BABY GIRL BERGER IS A PRETTY baby, Lupe can see. Looks perfect, chubby and bald. Lupe likes the bald babies. By all rights, this kid should be crying a hearty cry and lying on top of Mom’s belly right now. She’s a sucker-punch kid — the sort of baby everyone expected to be fine, who should be fine, but who crashes for no good reason. Beneath the streaks of amniotic fluid, blood and vernix — a thick, white, pasty substance that protects a fetus’s skin; nature’s cold cream, the nurses call it — the infant’s flesh looks gray instead of healthy pink. Her limbs lie flaccid, splayed out like a carelessly positioned doll’s. “This is an ugly one,” Lupe thinks. “This is not good.” Years ago, she backed out of a fellowship in pediatric intensive care because she could not bear the emotional toll of having to deal with older children dying, of seeing a five-year-old who had a wonderful life one day but was brain-dead the next because no one had seen him at the bottom of the swimming pool until it was too late. She had resigned from her fellowship after five months, telling her mentors she could not deal with it, and she had turned to neonatology, where a world of preemies and other babies who had no prior lives or bonds or expectations or crayoned pictures of Mom and Dad was somehow easier to take. Except there were these sucker-punch cases, the full-term babies who look perfect, and their parents, who had expected to take them home in a matter of hours.

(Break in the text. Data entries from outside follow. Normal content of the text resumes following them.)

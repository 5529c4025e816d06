//! Storage layer using RocksDB
//!
//! # Column Families
//!
//! - `balance` - The single balance row (key: `clan`)
//! - `audit` - Append-only audit trail (key: sequence, big-endian)

use crate::{
    error::{Error, Result},
    store::{checked_apply, AuditStore, BalanceStore},
    types::{AuditEvent, AuditRecord, Balance, Delta},
    Config,
};
use parking_lot::Mutex;
use rocksdb::{
    ColumnFamily, ColumnFamilyDescriptor, IteratorMode, Options, WriteBatch, WriteOptions, DB,
};
use std::sync::atomic::{AtomicU64, Ordering};
use std::sync::Arc;

/// Column family names
const CF_BALANCE: &str = "balance";
const CF_AUDIT: &str = "audit";

/// Key of the one balance row
const BALANCE_KEY: &[u8] = b"clan";

/// Storage wrapper for RocksDB
pub struct Storage {
    db: Arc<DB>,

    /// Serializes read-add-write on the balance row
    write_lock: Mutex<()>,

    /// Next audit sequence number
    next_sequence: AtomicU64,

    /// fsync every write
    sync_writes: bool,
}

impl Storage {
    /// Open or create database
    pub fn open(config: &Config) -> Result<Self> {
        let path = &config.data_dir;

        // Create directory if not exists
        std::fs::create_dir_all(path)?;

        let mut db_opts = Options::default();
        db_opts.create_if_missing(true);
        db_opts.create_missing_column_families(true);

        db_opts.set_write_buffer_size(config.rocksdb.write_buffer_size_mb * 1024 * 1024);
        db_opts.set_max_write_buffer_number(config.rocksdb.max_write_buffer_number);

        if config.rocksdb.enable_statistics {
            db_opts.enable_statistics();
        }

        let cf_descriptors = vec![
            ColumnFamilyDescriptor::new(CF_BALANCE, Options::default()),
            ColumnFamilyDescriptor::new(CF_AUDIT, Self::cf_options_audit()),
        ];

        let db = DB::open_cf_descriptors(&db_opts, path, cf_descriptors)?;

        let storage = Self {
            db: Arc::new(db),
            write_lock: Mutex::new(()),
            next_sequence: AtomicU64::new(1),
            sync_writes: config.rocksdb.sync_writes,
        };

        let last_sequence = storage.last_sequence()?;
        storage
            .next_sequence
            .store(last_sequence + 1, Ordering::SeqCst);

        tracing::info!(
            path = ?path,
            last_sequence,
            "Opened RocksDB"
        );

        Ok(storage)
    }

    fn cf_options_audit() -> Options {
        let mut opts = Options::default();
        // Audit trail is written once and rarely read
        opts.set_compression_type(rocksdb::DBCompressionType::Zstd);
        opts
    }

    fn cf_handle(&self, name: &str) -> Result<&ColumnFamily> {
        self.db
            .cf_handle(name)
            .ok_or_else(|| Error::Storage(format!("Column family {} not found", name)))
    }

    fn write_options(&self) -> WriteOptions {
        let mut opts = WriteOptions::default();
        opts.set_sync(self.sync_writes);
        opts
    }

    fn decode_balance(bytes: &[u8]) -> Result<Balance> {
        let raw: [u8; 8] = bytes
            .try_into()
            .map_err(|_| Error::Storage(format!("Corrupt balance row ({} bytes)", bytes.len())))?;
        Ok(Balance::from_be_bytes(raw))
    }

    fn read_balance(&self) -> Result<Option<Balance>> {
        let cf = self.cf_handle(CF_BALANCE)?;
        self.db
            .get_cf(cf, BALANCE_KEY)?
            .map(|bytes| Self::decode_balance(&bytes))
            .transpose()
    }

    fn last_sequence(&self) -> Result<u64> {
        let cf = self.cf_handle(CF_AUDIT)?;

        match self.db.iterator_cf(cf, IteratorMode::End).next() {
            Some(item) => {
                let (key, _) = item?;
                let raw: [u8; 8] = key[..]
                    .try_into()
                    .map_err(|_| Error::Storage("Corrupt audit key".to_string()))?;
                Ok(u64::from_be_bytes(raw))
            }
            None => Ok(0),
        }
    }

    /// Number of rows in the balance column family (always 1 after bootstrap)
    pub fn balance_rows(&self) -> Result<usize> {
        let cf = self.cf_handle(CF_BALANCE)?;
        let mut rows = 0;
        for item in self.db.iterator_cf(cf, IteratorMode::Start) {
            item?;
            rows += 1;
        }
        Ok(rows)
    }

    /// Close database (graceful shutdown)
    pub fn close(self) -> Result<()> {
        drop(self.db);
        tracing::info!("RocksDB closed gracefully");
        Ok(())
    }
}

impl BalanceStore for Storage {
    fn initialize(&self) -> Result<Balance> {
        let _guard = self.write_lock.lock();

        if let Some(balance) = self.read_balance()? {
            tracing::info!(balance, "Balance row present");
            return Ok(balance);
        }

        let cf = self.cf_handle(CF_BALANCE)?;
        self.db
            .put_cf_opt(cf, BALANCE_KEY, 0i64.to_be_bytes(), &self.write_options())?;

        tracing::info!("Balance row created with 0");
        Ok(0)
    }

    fn apply_delta(&self, delta: Delta) -> Result<Balance> {
        let _guard = self.write_lock.lock();

        let current = self
            .read_balance()?
            .ok_or_else(|| Error::Storage("Balance row missing; run bootstrap".to_string()))?;
        let updated = checked_apply(current, delta)?;

        let mut batch = WriteBatch::default();
        batch.put_cf(self.cf_handle(CF_BALANCE)?, BALANCE_KEY, updated.to_be_bytes());

        // Atomic commit
        self.db.write_opt(batch, &self.write_options())?;

        Ok(updated)
    }

    fn balance(&self) -> Result<Balance> {
        self.read_balance()?
            .ok_or_else(|| Error::Storage("Balance row missing; run bootstrap".to_string()))
    }
}

impl AuditStore for Storage {
    fn initialize(&self) -> Result<()> {
        // Column family is created on open
        self.cf_handle(CF_AUDIT).map(|_| ())
    }

    fn append(&self, event: &AuditEvent) -> Result<u64> {
        let cf = self.cf_handle(CF_AUDIT)?;
        let sequence = self.next_sequence.fetch_add(1, Ordering::SeqCst);
        let record = AuditRecord::from_event(sequence, event);
        let value = bincode::serialize(&record)?;

        self.db
            .put_cf_opt(cf, sequence.to_be_bytes(), &value, &self.write_options())?;

        tracing::debug!(
            sequence,
            delta = event.delta,
            balance = event.resulting_balance,
            "Audit record appended"
        );

        Ok(sequence)
    }

    fn records(&self) -> Result<Vec<AuditRecord>> {
        let cf = self.cf_handle(CF_AUDIT)?;

        let mut records = Vec::new();
        for item in self.db.iterator_cf(cf, IteratorMode::Start) {
            let (_, value) = item?;
            records.push(bincode::deserialize(&value)?);
        }

        Ok(records)
    }
}

#[cfg(test)]
mod tests {
    use super::*;
    use tempfile::TempDir;

    fn test_config() -> (Config, TempDir) {
        let temp_dir = TempDir::new().unwrap();
        let mut config = Config::default();
        config.data_dir = temp_dir.path().to_path_buf();
        (config, temp_dir)
    }

    #[test]
    fn test_storage_open() {
        let (config, _temp) = test_config();
        let storage = Storage::open(&config).unwrap();
        assert!(storage.db.cf_handle(CF_BALANCE).is_some());
        assert!(storage.db.cf_handle(CF_AUDIT).is_some());
    }

    #[test]
    fn test_apply_before_bootstrap_fails() {
        let (config, _temp) = test_config();
        let storage = Storage::open(&config).unwrap();

        assert!(matches!(storage.apply_delta(1), Err(Error::Storage(_))));
        assert_eq!(storage.balance_rows().unwrap(), 0);
    }

    #[test]
    fn test_bootstrap_is_idempotent() {
        let (config, _temp) = test_config();
        let storage = Storage::open(&config).unwrap();

        assert_eq!(BalanceStore::initialize(&storage).unwrap(), 0);
        assert_eq!(storage.apply_delta(17).unwrap(), 17);

        assert_eq!(BalanceStore::initialize(&storage).unwrap(), 17);
        assert_eq!(storage.balance_rows().unwrap(), 1);
        assert_eq!(storage.balance().unwrap(), 17);
    }

    #[test]
    fn test_apply_delta_sequence() {
        let (config, _temp) = test_config();
        let storage = Storage::open(&config).unwrap();
        BalanceStore::initialize(&storage).unwrap();

        assert_eq!(storage.apply_delta(10).unwrap(), 10);
        assert_eq!(storage.apply_delta(-25).unwrap(), -15);
        assert_eq!(storage.apply_delta(15).unwrap(), 0);
    }

    #[test]
    fn test_overflow_does_not_partially_apply() {
        let (config, _temp) = test_config();
        let storage = Storage::open(&config).unwrap();
        BalanceStore::initialize(&storage).unwrap();
        storage.apply_delta(i64::MAX).unwrap();

        assert!(matches!(storage.apply_delta(1), Err(Error::Storage(_))));
        assert_eq!(storage.balance().unwrap(), i64::MAX);
    }

    #[test]
    fn test_audit_append_and_read() {
        let (config, _temp) = test_config();
        let storage = Storage::open(&config).unwrap();
        AuditStore::initialize(&storage).unwrap();

        assert_eq!(storage.append(&AuditEvent::new(1, 1)).unwrap(), 1);
        assert_eq!(storage.append(&AuditEvent::new(-1, 0)).unwrap(), 2);

        let records = storage.records().unwrap();
        assert_eq!(records.len(), 2);
        assert_eq!(records[0].event(), AuditEvent::new(1, 1));
        assert_eq!(records[1].event(), AuditEvent::new(-1, 0));
    }

    #[test]
    fn test_reopen_preserves_state() {
        let (config, _temp) = test_config();

        {
            let storage = Storage::open(&config).unwrap();
            BalanceStore::initialize(&storage).unwrap();
            storage.apply_delta(9).unwrap();
            storage.append(&AuditEvent::new(9, 9)).unwrap();
            storage.close().unwrap();
        }

        let storage = Storage::open(&config).unwrap();
        assert_eq!(BalanceStore::initialize(&storage).unwrap(), 9);
        assert_eq!(storage.balance_rows().unwrap(), 1);

        // Sequence resumes after the last persisted record
        assert_eq!(storage.append(&AuditEvent::new(1, 10)).unwrap(), 2);
        let sequences: Vec<u64> = storage
            .records()
            .unwrap()
            .iter()
            .map(|r| r.sequence)
            .collect();
        assert_eq!(sequences, vec![1, 2]);
    }
}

But Lupe’s voice betrays no emotion and grows calmer with every order. “Thank you very much,” she says after each urgent order is met. Later she explains this method of dealing with emergencies: “It’s a way of exerting control over an out-of-control situation, a certain tone of voice. You get super, super polite. Sometimes it’s all we have.”

At the root of Lupe’s medical philosophy is an almost primal fear of making a mistake, a fear she embraces and makes use of every day. Fear is your friend, her mentor in the neonatal unit told her 16 years ago during her residency, before she realized what she was getting into — before she knew enough to be afraid. Fear keeps you honest, keeps you checking yourself. When you walk in this unit and feel no fear, irk time to go find a new job.

These words have stuck with Lupe: In every emergency, admission and delivery, each time she reviews a chart, peers over a resident’s shoulder or dictates a history and physical report, she remembers her mentor’s warning. She tries to remember her fear rather than her confidence in herself, her experience and all those machines, imagers and other devices that have made the hands-on physical exam a dying art. Echocardiograms are wonderful tools, Lupe says, but I want to listen to every heartbeat with my own ears. She memorizes the most distinctive heart murmurs like ditties, then hums them back at the residents, asking them what some rasp or whisper or minuscule skip in an infant heart might mean. She questions herself even more rigorously, mostly in her head but sometimes out loud: Did I prescribe the right dose? Did I choose the right med? Was my diagnosis correct? Shouldn’t I order another ultrasound or X-ray just to be sure?

Not that any patient or colleague can sense that fear. Whatever might be going on inside her head, few figures in the NICU inspire more hope in parents and confidence in staff than Guadalupe Padilla. Families find comfort in her easy, relaxed manner, the way she seems to relate with anyone who walks into the room. Is the father of one baby in her care a recent immigrant from a small town outside Guadalajara? There’s Lupe speaking to him in Spanish and saying, “What a coincidence, that’s the same town where my parents grew up.” Has the mother of the baby in the neighboring incubator just returned from vacationing in the Caribbean? There’s Lupe swapping cruise-ship horror stories with her: “All you do on those cruises is eat. Nothing in my suitcase fit me by the time we got to port.”

Lupe is the oldest daughter of Mexican immigrants, who raised their children on L.A.’s Westside, sending all eight off to college and professional careers. She bridges culture, class, language effortlessly. Her conversations with parents slip from personal chitchat to the fine points of abdominal surgery or treatment for respiratory distress, and Mom and Dad find the daunting medical talk less threatening. They are not speaking to a distant, authoritarian physician but to someone with whom they share common ground. With the staff, she is different but no less inspiring: She is a relentless nag, staying on top of every detail, even if it means fiddling with the dials herself instead of having a technician do it, because Lupe wants things just the way she wants them. “It’s that control-freak thing,” she says apologetically, then continues whatever it was she was doing. The nurses and respiratory therapists sometimes get irritated, but one thing is certain: They never have to worry that they are being left too much on their own when Lupe is around.

Still, for all her abilities, her calm, her take-charge manner, nothing is working at the moment. Four minutes have passed since the code began, and there is no heart rate, no respiration. Nothing.

“Let’s have some bicarb, please,” Lupe says. “Four mEqs.” A needle with an infant-size dose of sodium bicarbonate is emptied into the umbilical line. Bicarb counters the acids building up in the baby’s blood — a dangerous by-product of poor circulation and no breathing. It also helps the epinephrine do its job. Albumin is pushed through the catheter next to replace the volume of lost blood, then dextrose — a shot of sugar to improve circulation and brain function — followed by another dose of epi. And another. The kid should be turning handsprings from these drugs by now, but still there is no response.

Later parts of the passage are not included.